No one in Quyu had an airbike.
He recoiled. Between Wong’s World and Cyber Planet, he saw two more of the beefy machines appearing and gliding along not far from the ground. At the same time a car came careening out from behind the surrounding Portakabins and stopped by the blast furnace. The airbike seemed to inflate, a sensory illusion caused by the high speed of its approach.
‘Yoyo!’ he yelled.
The machine came towards him like a flat flying fish. Reflections of sunlight darted across the flattened windscreen and flashed in the turbine flywheel as the pilot shifted his weight and forced the bike into a curve. Jia Wei staggered back inside, clutching the bags, as the hiss swelled and the mouth of the turbine began to widen as if to suck him into its rotating shredder teeth. A moment later the airbike came down, sweeping Maggie and Yoyo’s voices away in a surge of noise, touched the floor of the platform, and he saw something flashing in the pilot’s hand—
* * *
Xin fired.
The bullets ploughed through the boy and the bags he was holding. Jia Wei’s face exploded, bottles burst, hot soup, cola and coffee, blood, brain matter, wontons and splinters of bone splatted wildly in all directions. While the ruptured body was still tipping backwards, Xin had leapt from the saddle and stepped inside the building.

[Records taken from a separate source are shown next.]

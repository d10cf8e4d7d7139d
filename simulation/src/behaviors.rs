//! Built-in decision functions
//!
//! All of them are pure in `&self`: any randomness is derived from a seed
//! plus the node and tick, so the same snapshot always yields the same
//! decision.

use std::collections::BTreeMap;

use courier_core::{Behavior, Decision, DecisionContext, MessageId, NodeId, OutgoingMessage, Tick};
use rand::rngs::StdRng;
use rand::{Rng, SeedableRng};
use serde::{Deserialize, Serialize};

/// What a scripted node does at one tick
#[derive(Debug, Clone, Default, PartialEq, Eq)]
pub struct ScriptedStep {
    pub read: Vec<MessageId>,
    pub send: Vec<OutgoingMessage>,
    /// Read everything visible, oldest send first, after the explicit reads
    pub read_visible: bool,
}

impl ScriptedStep {
    pub fn new() -> Self {
        Self::default()
    }

    pub fn read(mut self, message: MessageId) -> Self {
        self.read.push(message);
        self
    }

    pub fn read_visible(mut self) -> Self {
        self.read_visible = true;
        self
    }

    pub fn send(mut self, message: OutgoingMessage) -> Self {
        self.send.push(message);
        self
    }
}

/// Replays a fixed per-tick script; the node's state is carried unchanged
///
/// Unless overridden, `needs_to_send` is the number of scripted sends at or
/// after the current tick.
#[derive(Debug, Clone, Default)]
pub struct ScriptedBehavior {
    script: BTreeMap<Tick, ScriptedStep>,
    needs: Option<usize>,
}

impl ScriptedBehavior {
    pub fn new(steps: impl IntoIterator<Item = (Tick, ScriptedStep)>) -> Self {
        let mut script: BTreeMap<Tick, ScriptedStep> = BTreeMap::new();
        for (tick, step) in steps {
            let entry = script.entry(tick).or_default();
            entry.read.extend(step.read);
            entry.send.extend(step.send);
            entry.read_visible |= step.read_visible;
        }
        Self {
            script,
            needs: None,
        }
    }

    /// Report a fixed send need at every tick
    pub fn with_needs(mut self, needs: usize) -> Self {
        self.needs = Some(needs);
        self
    }
}

impl<S: Clone> Behavior<S> for ScriptedBehavior {
    fn decide(&self, ctx: &DecisionContext<'_, S>) -> Decision<S> {
        let mut decision = Decision::stay(ctx.state.clone());
        let Some(step) = self.script.get(&ctx.tick) else {
            return decision;
        };

        decision.read.extend(step.read.iter().copied());
        if step.read_visible {
            decision
                .read
                .extend(ctx.visible_ids().filter(|id| !step.read.contains(id)));
        }
        decision.send.extend(step.send.iter().cloned());
        decision
    }

    fn needs_to_send(&self, _node: NodeId, tick: Tick, _state: &S) -> usize {
        self.needs.unwrap_or_else(|| {
            self.script
                .range(tick..)
                .map(|(_, step)| step.send.len())
                .sum()
        })
    }

    fn name(&self) -> &'static str {
        "scripted"
    }
}

/// Node state used by the quota-driven behaviors
#[derive(Debug, Clone, Copy, Default, PartialEq, Eq, Serialize, Deserialize)]
pub struct QuotaState {
    /// Messages the node still intends to send
    pub quota: usize,
    pub sent: usize,
    pub received: usize,
}

impl QuotaState {
    pub fn with_quota(quota: usize) -> Self {
        Self {
            quota,
            ..Default::default()
        }
    }
}

/// Reads everything visible in send order and sends one message per tick
/// until its quota is spent
#[derive(Debug, Clone, Default)]
pub struct InOrderReader {
    broadcast: bool,
}

impl InOrderReader {
    pub fn new() -> Self {
        Self::default()
    }

    /// Address every peer instead of rotating through them
    pub fn broadcasting() -> Self {
        Self { broadcast: true }
    }
}

impl Behavior<QuotaState> for InOrderReader {
    fn decide(&self, ctx: &DecisionContext<'_, QuotaState>) -> Decision<QuotaState> {
        let mut next = *ctx.state;
        next.received += ctx.visible.len();

        let mut decision = Decision::stay(next).reading_all(ctx.visible_ids());

        let others: Vec<NodeId> = ctx.others().collect();
        if ctx.state.quota > 0 && !others.is_empty() {
            let out = if self.broadcast {
                OutgoingMessage::broadcast(others)
            } else {
                OutgoingMessage::to(others[ctx.state.sent % others.len()])
            };
            decision = decision.sending(out);
            decision.next_state.quota -= 1;
            decision.next_state.sent += 1;
        }
        decision
    }

    fn needs_to_send(&self, _node: NodeId, _tick: Tick, state: &QuotaState) -> usize {
        state.quota
    }

    fn name(&self) -> &'static str {
        "in-order"
    }
}

/// Seeded random policy: reads a random subset of what it sees and sends to
/// random peers while its quota lasts
///
/// Skipped reads stay visible, so later ticks may read them after newer
/// messages, producing reordering; a message skipped until the horizon
/// shows up as an unproven delivery.
#[derive(Debug, Clone)]
pub struct RandomBehavior {
    seed: u64,
    send_probability: f64,
    read_probability: f64,
    broadcast: bool,
}

impl RandomBehavior {
    pub fn new(seed: u64) -> Self {
        Self {
            seed,
            send_probability: 0.5,
            read_probability: 0.5,
            broadcast: false,
        }
    }

    /// Clamped into `[0, 1]`; NaN means never
    pub fn with_send_probability(mut self, p: f64) -> Self {
        self.send_probability = probability(p);
        self
    }

    pub fn with_read_probability(mut self, p: f64) -> Self {
        self.read_probability = probability(p);
        self
    }

    pub fn with_broadcast(mut self, broadcast: bool) -> Self {
        self.broadcast = broadcast;
        self
    }

    fn rng_for(&self, node: NodeId, tick: Tick) -> StdRng {
        let node_bits = u64::from(u32::from(node.as_char())) << 40;
        StdRng::seed_from_u64(self.seed ^ node_bits ^ tick)
    }
}

fn probability(p: f64) -> f64 {
    if p.is_nan() { 0.0 } else { p.clamp(0.0, 1.0) }
}

impl Behavior<QuotaState> for RandomBehavior {
    fn decide(&self, ctx: &DecisionContext<'_, QuotaState>) -> Decision<QuotaState> {
        let mut rng = self.rng_for(ctx.node, ctx.tick);

        let read: Vec<MessageId> = ctx
            .visible_ids()
            .filter(|_| rng.random_bool(self.read_probability))
            .collect();

        let mut next = *ctx.state;
        next.received += read.len();
        let mut decision = Decision::stay(next).reading_all(read);

        let others: Vec<NodeId> = ctx.others().collect();
        if ctx.state.quota > 0 && !others.is_empty() && rng.random_bool(self.send_probability) {
            let out = if self.broadcast {
                OutgoingMessage::broadcast(others)
            } else {
                OutgoingMessage::to(others[rng.random_range(0..others.len())])
            };
            decision = decision.sending(out);
            decision.next_state.quota -= 1;
            decision.next_state.sent += 1;
        }
        decision
    }

    fn needs_to_send(&self, _node: NodeId, _tick: Tick, state: &QuotaState) -> usize {
        state.quota
    }

    fn name(&self) -> &'static str {
        "random"
    }
}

His glance took in the interior in a fraction of a second, probed, categorised, separated into worth keeping, superfluous, interesting and negligible. Panels with their monitors turned off, covered with dust, suggested a former control centre, equipped with measuring and regulatory technology designed to monitor the blast furnace plant. The room’s current purpose was equally obvious. In the middle of the room, tables had been shoved together, with highly modern equipment, transparent displays, computers and keyboards. Plank beds pushed up against the back wall showed that the control centre was inhabited, or sometimes used as a place to sleep.
He brandished his gun. The fat girl, Xiao Meiqi, or was her name Maggie? held her hands up. Whatever. Her mouth was wide open, her eyeballs looked as if they were about to leave their sockets, which made her look rather ugly. Xin shot her down as casually as the powerful shake hands with those less important than themselves, swept aside the bags she had set down on the table with the barrel of his gun and aimed it at Yoyo.
Not a sound came from her lips.
He tilted his head curiously to one side and looked at her.
He didn’t know what he’d expected. People showed fear and shock in different ways. For example, in the last second of his life Jin Jia Wei had looked as if you could actually wring the fear out of him. Meiqi’s fear, on the other hand, had reminded him of Edvard Munch’s The Scream , a distorted image of herself. There were people who preserved their dignity and attractiveness even when they were in pain. Meiqi hadn’t been one of them. Hardly anyone was.